His job these days is that of a cycling coach rather than cyclist. Joining him in the race on his County Donegal team will be younger riders who he hopes to drag along in his slipstream and pass on some of his intellectual properties so that they can become better riders than he is.
McLaughlin speaks passionately about developing the sport in Donegal, and his mention of the word ‘legacy’ is a key indicator of how serious he is about making the rough northern terrain a hotbed of Irish talent.
“[Legacy would be] take four 18 to 20-year-olds and take them out on the Ras, give them the experience I had and show them how to not make the mistakes I made at that age – that’s very important.”

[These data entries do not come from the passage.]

use axum::{
    debug_handler,
    extract::{
        ws::{close_code, CloseFrame, Message, Utf8Bytes, WebSocketUpgrade},
        Path, Query, State,
    },
    response::{IntoResponse, Response},
};
use futures_util::{Sink, SinkExt, StreamExt};
use tracing::{debug, info, warn};
use uuid::Uuid;

use crate::{
    chat::{ChatStream, Subscription},
    AppResult, AppState,
};

use super::msg::OrderQuery;

/// Streams a ride's chat: backlog first, then live messages. The server
/// closes the socket once the ride is cancelled. Inbound frames other than
/// close are ignored; messages are sent over `POST /rides/{id}/messages`.
#[debug_handler(state = AppState)]
pub(crate) async fn ride_ws(
    State(chat): State<ChatStream>,
    Path(ride_id): Path<Uuid>,
    Query(OrderQuery { order }): Query<OrderQuery>,
    ws: WebSocketUpgrade,
) -> AppResult<Response> {
    let subscription = chat.subscribe(ride_id, order).await?;

    Ok(ws.on_upgrade(move |stream| async move {
        let (sender, mut receiver) = stream.split();

        let mut feed_task = tokio::spawn(feed(ride_id, subscription, sender));

        let mut recv_task = tokio::spawn(async move {
            while let Some(Ok(msg)) = receiver.next().await {
                if let Message::Close(_) = msg {
                    break;
                }
            }
        });

        tokio::select! {
            _ = &mut feed_task => {
                debug!(%ride_id, "chat feed finished");
                recv_task.abort();
            }
            _ = &mut recv_task => {
                info!(%ride_id, "chat client disconnected");
                feed_task.abort();
            }
        }
    }).into_response())
}

/// Writes every message as a JSON text frame, then a normal close frame
/// once the chat ends. Stops early if the client goes away.
async fn feed<S>(ride_id: Uuid, mut subscription: Subscription, mut sender: S)
where
    S: Sink<Message> + Unpin,
{
    while let Some(msg) = subscription.next().await {
        let json = match serde_json::to_string(&msg) {
            Ok(json) => json,
            Err(err) => {
                warn!(%ride_id, message_id = %msg.id, error = %err, "could not encode message");
                continue;
            }
        };
        if sender.send(Message::Text(json.into())).await.is_err() {
            return;
        }
    }

    let _ = sender
        .send(Message::Close(Some(CloseFrame {
            code: close_code::NORMAL,
            reason: Utf8Bytes::from_static("ride closed"),
        })))
        .await;
}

The ‘mistakes he made’ were in fact not even of his own doing, but rather the result of poor processes in place for his development. And it is precisely that which McLaughlin is out to change.
“It’s so important to train properly, but on top of that, there’s living properly. There is no one thing that is going to make you a better bike rider, it’s everything together, all the small pieces that make up the jigsaw.

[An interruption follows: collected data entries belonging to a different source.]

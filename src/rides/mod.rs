mod membership;
mod msg;
mod new;
mod review;
mod ride;
mod ws;

use axum::{routing::{get, post}, Router};
use serde::Serialize;

use crate::{model::Ride, AppState};

pub fn router() -> Router<AppState> {
    Router::new()
        .route("/", get(ride::list_rides).post(new::new_ride))
        .route("/{id}", get(ride::ride).delete(membership::delete_ride))
        .route("/{id}/join", post(membership::join_ride))
        .route("/{id}/leave", post(membership::leave_ride))
        .route("/{id}/messages", get(msg::history).post(msg::send_msg))
        .route("/{id}/messages/ws", get(ws::ride_ws))
        .route("/{id}/reviews", post(review::submit_review))
}

pub fn codes_router() -> Router<AppState> {
    Router::new()
        .route("/{code}/join", post(membership::join_by_code))
}

/// What clients see of a ride.
#[derive(Serialize)]
pub(crate) struct RideView {
    #[serde(flatten)]
    ride: Ride,
    seats_available: u32,
}

impl From<Ride> for RideView {
    fn from(ride: Ride) -> Self {
        let seats_available = ride.seats_available();
        RideView { ride, seats_available }
    }
}
use std::{fmt, sync::Arc};

use time::OffsetDateTime;

/// Source of "now" for every time-dependent rule.
#[derive(Clone)]
pub struct Clock(Arc<dyn Fn() -> OffsetDateTime + Send + Sync>);

impl Clock {
    pub fn system() -> Self {
        Self(Arc::new(OffsetDateTime::now_utc))
    }

    pub fn from_fn(f: impl Fn() -> OffsetDateTime + Send + Sync + 'static) -> Self {
        Self(Arc::new(f))
    }

    pub fn now(&self) -> OffsetDateTime {
        (self.0)()
    }
}

impl fmt::Debug for Clock {
    fn fmt(&self, f: &mut fmt::Formatter) -> fmt::Result {
        f.debug_tuple("Clock").field(&self.now()).finish()
    }
}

“I was starting racing in Donegal and there wasn’t anyone there to really teach me about training, nutrition, how to ride a race, how to read a race or even how to ride the bunch.
“That’s the thing about Belgium and France. They’re introducing cyclists at such a young age that, while I was wasting years learning all this stuff, they were just concentrating on training harder or training better. A lot of Irish guys could be the strongest in the race, but because they’ve never been exposed to how an international race is run, they just haven’t really got a chance.
“A lot of guys who leave Ireland and go to Belgium are just shocked by how a flat race can be so hard, because of the cross-winds or something. We’re not really exposed to that in Ireland so it’s about teaching that a young age and I think that can make a real difference.”
Enjoying his role, enjoying his riding; you’d guess McLaughlin doesn’t regret his decision:
“Well, when you see the guys at training camps – especially now, seeing the training camps they do in Marseille and Versailles – you do kind of think, ‘God, I wouldn’t mind getting at that professionally.
“But it’s a different kind of enjoyment. I loved racing professionally. I really enjoyed it. Now it’s gonna be a different, more social way of living. If you had two options in front of me, picking one would be a very hard decision.
“I’m not looking back with regret or anything, there’s no point in doing that.”
Because reality is can often prove so much better than the dream.